*** Opening Input records ***

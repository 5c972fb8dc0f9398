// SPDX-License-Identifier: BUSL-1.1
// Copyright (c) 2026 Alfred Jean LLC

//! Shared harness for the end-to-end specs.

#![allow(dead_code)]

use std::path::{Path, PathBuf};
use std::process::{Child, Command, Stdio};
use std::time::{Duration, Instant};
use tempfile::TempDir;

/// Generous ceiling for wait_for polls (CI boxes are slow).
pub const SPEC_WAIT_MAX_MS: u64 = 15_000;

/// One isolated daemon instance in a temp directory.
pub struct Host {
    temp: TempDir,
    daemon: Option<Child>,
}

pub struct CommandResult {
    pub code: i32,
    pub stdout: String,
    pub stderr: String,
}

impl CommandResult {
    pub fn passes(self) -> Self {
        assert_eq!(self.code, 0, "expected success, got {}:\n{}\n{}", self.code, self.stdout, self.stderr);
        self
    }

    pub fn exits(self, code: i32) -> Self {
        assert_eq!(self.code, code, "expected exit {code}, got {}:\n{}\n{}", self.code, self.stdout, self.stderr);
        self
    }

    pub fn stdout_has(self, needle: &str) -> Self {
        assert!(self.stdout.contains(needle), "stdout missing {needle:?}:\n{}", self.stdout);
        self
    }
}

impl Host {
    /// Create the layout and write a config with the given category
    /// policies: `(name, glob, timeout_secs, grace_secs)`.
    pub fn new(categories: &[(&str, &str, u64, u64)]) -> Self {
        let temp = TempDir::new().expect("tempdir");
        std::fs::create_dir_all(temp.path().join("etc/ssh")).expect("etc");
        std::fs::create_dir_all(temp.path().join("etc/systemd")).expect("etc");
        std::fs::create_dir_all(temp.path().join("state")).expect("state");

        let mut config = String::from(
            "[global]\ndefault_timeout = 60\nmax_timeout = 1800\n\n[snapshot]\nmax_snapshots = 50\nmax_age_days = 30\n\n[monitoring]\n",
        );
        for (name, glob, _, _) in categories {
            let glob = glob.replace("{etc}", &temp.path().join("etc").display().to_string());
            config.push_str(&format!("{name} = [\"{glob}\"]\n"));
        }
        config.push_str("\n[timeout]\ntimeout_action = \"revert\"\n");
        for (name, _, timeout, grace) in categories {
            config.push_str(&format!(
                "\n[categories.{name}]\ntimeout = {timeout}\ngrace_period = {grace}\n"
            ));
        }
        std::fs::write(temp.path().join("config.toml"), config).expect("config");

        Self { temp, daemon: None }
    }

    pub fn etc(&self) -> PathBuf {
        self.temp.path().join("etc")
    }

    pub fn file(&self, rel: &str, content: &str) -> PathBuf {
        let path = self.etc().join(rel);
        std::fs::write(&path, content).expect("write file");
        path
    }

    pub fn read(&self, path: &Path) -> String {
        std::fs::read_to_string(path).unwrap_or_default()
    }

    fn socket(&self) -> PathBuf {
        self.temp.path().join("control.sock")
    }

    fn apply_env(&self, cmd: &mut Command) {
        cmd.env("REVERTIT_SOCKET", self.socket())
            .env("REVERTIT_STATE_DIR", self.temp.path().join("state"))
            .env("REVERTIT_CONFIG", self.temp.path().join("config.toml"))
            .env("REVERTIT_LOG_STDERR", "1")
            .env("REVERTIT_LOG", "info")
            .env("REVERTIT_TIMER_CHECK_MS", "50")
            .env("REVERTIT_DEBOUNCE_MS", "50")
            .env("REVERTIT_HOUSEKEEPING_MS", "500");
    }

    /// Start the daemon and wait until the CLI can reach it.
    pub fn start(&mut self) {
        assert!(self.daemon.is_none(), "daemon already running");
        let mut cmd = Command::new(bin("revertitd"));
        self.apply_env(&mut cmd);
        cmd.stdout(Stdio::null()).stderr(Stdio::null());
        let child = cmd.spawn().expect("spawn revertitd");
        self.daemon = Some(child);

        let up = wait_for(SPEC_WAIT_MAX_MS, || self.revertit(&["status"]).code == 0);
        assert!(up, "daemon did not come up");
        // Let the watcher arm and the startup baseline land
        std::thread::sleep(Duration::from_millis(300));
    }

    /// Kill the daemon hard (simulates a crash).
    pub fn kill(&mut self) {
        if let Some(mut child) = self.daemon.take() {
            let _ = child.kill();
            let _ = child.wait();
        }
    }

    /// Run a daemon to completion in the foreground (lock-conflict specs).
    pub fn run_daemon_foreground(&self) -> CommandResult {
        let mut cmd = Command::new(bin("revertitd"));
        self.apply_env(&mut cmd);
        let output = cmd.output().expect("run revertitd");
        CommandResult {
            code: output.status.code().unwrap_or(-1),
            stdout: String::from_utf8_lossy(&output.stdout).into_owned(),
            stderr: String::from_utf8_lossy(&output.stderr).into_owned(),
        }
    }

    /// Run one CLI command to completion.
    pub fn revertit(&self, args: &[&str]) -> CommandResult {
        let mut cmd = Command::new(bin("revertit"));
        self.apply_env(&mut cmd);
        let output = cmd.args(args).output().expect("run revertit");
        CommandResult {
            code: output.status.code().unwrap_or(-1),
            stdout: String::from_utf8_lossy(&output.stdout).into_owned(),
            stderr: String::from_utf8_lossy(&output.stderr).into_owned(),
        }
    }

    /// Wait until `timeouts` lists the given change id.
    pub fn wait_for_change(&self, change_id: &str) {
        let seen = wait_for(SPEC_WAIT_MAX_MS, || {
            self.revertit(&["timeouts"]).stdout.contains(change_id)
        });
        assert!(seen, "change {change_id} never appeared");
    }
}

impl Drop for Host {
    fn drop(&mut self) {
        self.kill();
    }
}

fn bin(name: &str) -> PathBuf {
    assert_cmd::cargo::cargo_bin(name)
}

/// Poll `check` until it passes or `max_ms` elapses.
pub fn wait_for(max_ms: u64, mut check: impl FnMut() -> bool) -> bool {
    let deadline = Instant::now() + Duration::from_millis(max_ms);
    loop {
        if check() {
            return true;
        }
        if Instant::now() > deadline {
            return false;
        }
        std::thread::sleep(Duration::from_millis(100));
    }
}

*** Closing Input records ***
*** Opening Input records ***

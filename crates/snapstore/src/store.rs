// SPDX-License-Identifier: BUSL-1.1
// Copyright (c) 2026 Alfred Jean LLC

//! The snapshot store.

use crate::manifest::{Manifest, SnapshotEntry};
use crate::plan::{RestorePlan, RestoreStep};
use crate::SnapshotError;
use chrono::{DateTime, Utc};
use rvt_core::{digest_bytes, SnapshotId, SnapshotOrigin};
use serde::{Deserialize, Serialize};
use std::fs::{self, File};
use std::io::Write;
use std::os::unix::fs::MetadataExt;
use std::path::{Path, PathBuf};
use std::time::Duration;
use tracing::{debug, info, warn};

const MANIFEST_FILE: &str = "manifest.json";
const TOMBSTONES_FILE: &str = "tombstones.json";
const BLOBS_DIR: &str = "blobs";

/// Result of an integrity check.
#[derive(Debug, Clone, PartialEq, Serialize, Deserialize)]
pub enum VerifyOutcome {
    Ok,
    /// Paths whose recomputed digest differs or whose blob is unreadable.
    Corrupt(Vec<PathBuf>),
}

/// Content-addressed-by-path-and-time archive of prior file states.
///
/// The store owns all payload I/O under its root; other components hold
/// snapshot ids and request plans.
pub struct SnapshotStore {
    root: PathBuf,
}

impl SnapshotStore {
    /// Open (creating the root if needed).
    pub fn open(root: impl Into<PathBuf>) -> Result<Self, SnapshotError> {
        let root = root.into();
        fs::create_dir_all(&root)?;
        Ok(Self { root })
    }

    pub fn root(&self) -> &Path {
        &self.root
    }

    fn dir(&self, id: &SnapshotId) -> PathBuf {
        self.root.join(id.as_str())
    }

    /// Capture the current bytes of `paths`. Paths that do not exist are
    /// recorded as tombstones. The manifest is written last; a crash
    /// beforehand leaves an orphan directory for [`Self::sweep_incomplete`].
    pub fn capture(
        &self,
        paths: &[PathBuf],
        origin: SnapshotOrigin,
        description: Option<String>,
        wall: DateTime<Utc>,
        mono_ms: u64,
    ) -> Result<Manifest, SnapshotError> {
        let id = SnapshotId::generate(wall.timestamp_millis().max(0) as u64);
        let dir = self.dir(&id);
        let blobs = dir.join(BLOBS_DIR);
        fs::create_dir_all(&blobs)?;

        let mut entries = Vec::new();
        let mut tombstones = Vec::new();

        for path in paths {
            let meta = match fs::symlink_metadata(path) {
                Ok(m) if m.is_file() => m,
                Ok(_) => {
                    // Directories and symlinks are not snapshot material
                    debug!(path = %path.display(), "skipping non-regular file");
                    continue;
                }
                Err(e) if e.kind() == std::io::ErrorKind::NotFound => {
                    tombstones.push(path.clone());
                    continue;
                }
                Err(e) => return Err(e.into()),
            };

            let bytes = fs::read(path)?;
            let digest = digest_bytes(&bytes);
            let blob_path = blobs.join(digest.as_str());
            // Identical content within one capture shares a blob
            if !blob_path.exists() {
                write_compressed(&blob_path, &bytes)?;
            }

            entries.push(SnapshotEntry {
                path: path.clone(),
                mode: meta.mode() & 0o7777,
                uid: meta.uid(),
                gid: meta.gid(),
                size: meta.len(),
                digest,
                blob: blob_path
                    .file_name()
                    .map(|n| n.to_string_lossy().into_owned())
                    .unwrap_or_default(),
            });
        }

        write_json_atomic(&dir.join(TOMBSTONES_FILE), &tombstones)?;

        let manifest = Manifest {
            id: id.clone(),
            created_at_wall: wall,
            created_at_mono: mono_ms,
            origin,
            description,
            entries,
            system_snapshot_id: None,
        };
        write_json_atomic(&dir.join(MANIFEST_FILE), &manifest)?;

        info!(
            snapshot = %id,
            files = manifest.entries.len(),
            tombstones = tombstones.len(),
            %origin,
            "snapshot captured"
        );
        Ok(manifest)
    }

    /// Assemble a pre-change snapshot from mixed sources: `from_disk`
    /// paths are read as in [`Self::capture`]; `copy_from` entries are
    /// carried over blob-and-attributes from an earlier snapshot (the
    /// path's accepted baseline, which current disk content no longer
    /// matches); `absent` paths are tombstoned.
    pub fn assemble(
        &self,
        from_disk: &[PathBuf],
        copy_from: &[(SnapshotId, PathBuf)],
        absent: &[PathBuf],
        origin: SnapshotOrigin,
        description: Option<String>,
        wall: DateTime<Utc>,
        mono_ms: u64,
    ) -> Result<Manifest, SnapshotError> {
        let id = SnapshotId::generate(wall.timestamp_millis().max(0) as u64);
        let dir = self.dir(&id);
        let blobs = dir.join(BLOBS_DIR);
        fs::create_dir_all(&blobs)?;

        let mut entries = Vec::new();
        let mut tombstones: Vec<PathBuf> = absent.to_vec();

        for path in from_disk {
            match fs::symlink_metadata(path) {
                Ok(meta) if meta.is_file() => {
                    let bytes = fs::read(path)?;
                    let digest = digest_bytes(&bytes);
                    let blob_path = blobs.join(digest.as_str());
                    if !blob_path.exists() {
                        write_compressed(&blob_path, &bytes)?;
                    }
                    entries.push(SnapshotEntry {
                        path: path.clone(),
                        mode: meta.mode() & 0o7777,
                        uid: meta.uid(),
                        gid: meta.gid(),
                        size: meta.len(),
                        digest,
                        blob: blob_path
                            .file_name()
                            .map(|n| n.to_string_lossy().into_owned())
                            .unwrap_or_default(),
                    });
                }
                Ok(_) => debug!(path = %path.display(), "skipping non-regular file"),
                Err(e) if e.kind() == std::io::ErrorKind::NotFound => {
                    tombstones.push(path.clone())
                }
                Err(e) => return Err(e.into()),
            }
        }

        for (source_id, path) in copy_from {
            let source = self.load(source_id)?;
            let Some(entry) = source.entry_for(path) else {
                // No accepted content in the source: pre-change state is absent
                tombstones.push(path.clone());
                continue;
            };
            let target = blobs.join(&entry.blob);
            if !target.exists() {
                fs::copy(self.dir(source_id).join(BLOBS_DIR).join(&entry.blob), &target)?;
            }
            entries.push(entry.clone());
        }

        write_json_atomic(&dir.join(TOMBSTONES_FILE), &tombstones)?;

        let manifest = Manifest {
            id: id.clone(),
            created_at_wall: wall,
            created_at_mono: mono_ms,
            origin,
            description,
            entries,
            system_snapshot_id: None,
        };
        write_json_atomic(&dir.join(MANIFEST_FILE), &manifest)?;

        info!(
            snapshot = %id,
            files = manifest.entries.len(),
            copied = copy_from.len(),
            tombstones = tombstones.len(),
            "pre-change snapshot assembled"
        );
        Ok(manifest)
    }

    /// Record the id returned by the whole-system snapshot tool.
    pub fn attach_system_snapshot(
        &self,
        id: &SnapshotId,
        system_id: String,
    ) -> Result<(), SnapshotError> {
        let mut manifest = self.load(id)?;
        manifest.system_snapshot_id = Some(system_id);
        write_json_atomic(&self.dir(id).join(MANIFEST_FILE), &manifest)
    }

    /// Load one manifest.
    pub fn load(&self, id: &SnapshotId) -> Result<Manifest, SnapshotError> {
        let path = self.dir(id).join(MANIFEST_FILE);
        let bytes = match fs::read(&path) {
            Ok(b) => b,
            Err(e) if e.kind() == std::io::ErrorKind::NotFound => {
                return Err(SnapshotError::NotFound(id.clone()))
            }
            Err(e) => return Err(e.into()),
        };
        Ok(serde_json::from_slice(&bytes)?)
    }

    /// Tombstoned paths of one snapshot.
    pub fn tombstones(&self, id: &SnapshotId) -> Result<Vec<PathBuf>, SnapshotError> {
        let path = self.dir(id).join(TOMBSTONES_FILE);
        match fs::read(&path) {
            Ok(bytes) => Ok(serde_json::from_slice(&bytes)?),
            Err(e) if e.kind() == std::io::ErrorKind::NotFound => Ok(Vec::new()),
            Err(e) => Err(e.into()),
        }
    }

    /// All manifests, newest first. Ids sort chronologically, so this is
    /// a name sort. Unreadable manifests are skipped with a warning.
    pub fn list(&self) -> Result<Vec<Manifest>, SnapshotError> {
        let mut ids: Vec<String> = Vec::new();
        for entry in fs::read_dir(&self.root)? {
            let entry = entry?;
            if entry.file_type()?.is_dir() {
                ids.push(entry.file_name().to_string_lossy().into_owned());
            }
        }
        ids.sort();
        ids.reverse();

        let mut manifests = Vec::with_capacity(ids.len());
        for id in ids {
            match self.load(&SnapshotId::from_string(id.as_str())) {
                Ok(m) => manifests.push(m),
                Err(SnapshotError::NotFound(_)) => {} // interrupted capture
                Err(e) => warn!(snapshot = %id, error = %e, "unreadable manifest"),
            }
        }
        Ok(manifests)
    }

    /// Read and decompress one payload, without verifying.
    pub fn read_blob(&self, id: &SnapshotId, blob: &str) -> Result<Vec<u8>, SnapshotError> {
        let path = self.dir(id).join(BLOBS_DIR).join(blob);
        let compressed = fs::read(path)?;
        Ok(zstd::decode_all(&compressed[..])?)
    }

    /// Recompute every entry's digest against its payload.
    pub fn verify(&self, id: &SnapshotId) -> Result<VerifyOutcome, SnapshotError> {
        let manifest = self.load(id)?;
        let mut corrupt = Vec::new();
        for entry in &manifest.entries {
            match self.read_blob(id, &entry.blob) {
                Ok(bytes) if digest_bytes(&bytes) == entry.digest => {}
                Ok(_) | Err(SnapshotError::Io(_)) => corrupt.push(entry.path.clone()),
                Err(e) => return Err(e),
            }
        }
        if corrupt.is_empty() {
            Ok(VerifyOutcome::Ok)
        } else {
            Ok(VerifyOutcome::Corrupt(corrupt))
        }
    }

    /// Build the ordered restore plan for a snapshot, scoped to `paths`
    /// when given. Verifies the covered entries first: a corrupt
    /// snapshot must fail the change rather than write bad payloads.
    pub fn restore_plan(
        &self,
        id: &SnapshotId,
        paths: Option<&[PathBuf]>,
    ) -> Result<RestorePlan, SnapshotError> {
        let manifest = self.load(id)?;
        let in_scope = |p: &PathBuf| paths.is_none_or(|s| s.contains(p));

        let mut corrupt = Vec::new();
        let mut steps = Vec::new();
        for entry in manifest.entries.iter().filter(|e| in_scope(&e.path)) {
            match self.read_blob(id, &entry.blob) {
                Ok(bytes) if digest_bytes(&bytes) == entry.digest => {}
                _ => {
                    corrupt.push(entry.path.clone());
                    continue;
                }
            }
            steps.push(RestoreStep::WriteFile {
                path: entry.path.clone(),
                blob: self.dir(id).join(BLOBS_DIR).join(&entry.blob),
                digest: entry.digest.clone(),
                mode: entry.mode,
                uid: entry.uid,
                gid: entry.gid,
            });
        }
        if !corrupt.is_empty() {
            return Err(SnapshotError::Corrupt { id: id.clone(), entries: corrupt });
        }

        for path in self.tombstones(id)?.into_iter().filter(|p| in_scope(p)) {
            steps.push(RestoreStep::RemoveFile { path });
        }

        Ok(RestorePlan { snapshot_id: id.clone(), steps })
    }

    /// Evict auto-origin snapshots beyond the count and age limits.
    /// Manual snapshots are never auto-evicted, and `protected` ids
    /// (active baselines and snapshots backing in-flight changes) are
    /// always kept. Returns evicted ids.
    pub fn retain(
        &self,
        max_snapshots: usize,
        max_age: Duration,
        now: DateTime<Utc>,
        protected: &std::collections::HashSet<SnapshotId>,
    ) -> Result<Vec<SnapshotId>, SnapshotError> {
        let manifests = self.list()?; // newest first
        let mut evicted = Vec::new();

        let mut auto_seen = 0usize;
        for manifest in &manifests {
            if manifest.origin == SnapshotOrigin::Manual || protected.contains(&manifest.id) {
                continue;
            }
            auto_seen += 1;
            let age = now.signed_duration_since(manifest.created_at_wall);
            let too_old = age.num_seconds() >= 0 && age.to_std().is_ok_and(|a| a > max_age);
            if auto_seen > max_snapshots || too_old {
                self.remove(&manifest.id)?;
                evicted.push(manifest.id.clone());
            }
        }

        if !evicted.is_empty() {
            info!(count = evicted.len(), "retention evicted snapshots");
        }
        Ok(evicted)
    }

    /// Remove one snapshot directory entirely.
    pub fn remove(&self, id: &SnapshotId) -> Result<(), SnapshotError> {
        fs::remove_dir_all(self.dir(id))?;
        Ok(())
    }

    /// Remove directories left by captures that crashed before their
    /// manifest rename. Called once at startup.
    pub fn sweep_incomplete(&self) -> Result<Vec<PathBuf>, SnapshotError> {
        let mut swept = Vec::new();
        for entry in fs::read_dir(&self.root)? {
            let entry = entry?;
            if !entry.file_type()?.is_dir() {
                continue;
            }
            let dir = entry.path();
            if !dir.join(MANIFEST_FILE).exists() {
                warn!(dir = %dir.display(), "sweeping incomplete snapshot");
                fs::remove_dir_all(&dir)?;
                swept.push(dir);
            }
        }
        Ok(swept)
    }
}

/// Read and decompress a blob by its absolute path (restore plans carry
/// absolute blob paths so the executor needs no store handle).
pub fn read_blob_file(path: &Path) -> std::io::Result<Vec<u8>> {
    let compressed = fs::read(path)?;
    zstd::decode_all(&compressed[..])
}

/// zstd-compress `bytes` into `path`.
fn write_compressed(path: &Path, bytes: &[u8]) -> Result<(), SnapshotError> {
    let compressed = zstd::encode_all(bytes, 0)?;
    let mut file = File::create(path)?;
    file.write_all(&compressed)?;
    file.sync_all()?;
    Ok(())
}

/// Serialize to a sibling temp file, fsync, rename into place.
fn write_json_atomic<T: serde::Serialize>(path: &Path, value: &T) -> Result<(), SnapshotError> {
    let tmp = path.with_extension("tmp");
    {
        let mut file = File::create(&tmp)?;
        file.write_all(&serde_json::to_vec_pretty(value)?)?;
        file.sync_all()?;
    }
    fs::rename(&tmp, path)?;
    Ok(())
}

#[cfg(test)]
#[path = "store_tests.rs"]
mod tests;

*** Closing Input records ***

» **Aim of the exercise**: Print exactly the lines above from the one with "repository 5c972fb8dc0f9398" to the one with "pub fn stdout_has(self, needle: &str)", including both.

» **Solved exercise**:
repository 5c972fb8dc0f9398
// SPDX-License-Identifier: BUSL-1.1
// Copyright (c) 2026 Alfred Jean LLC

//! Shared harness for the end-to-end specs.

#![allow(dead_code)]

use std::path::{Path, PathBuf};
use std::process::{Child, Command, Stdio};
use std::time::{Duration, Instant};
use tempfile::TempDir;

/// Generous ceiling for wait_for polls (CI boxes are slow).
pub const SPEC_WAIT_MAX_MS: u64 = 15_000;

/// One isolated daemon instance in a temp directory.
pub struct Host {
    temp: TempDir,
    daemon: Option<Child>,
}

pub struct CommandResult {
    pub code: i32,
    pub stdout: String,
    pub stderr: String,
}

impl CommandResult {
    pub fn passes(self) -> Self {
        assert_eq!(self.code, 0, "expected success, got {}:\n{}\n{}", self.code, self.stdout, self.stderr);
        self
    }

    pub fn exits(self, code: i32) -> Self {
        assert_eq!(self.code, code, "expected exit {code}, got {}:\n{}\n{}", self.code, self.stdout, self.stderr);
        self
    }

    pub fn stdout_has(self, needle: &str) -> Self {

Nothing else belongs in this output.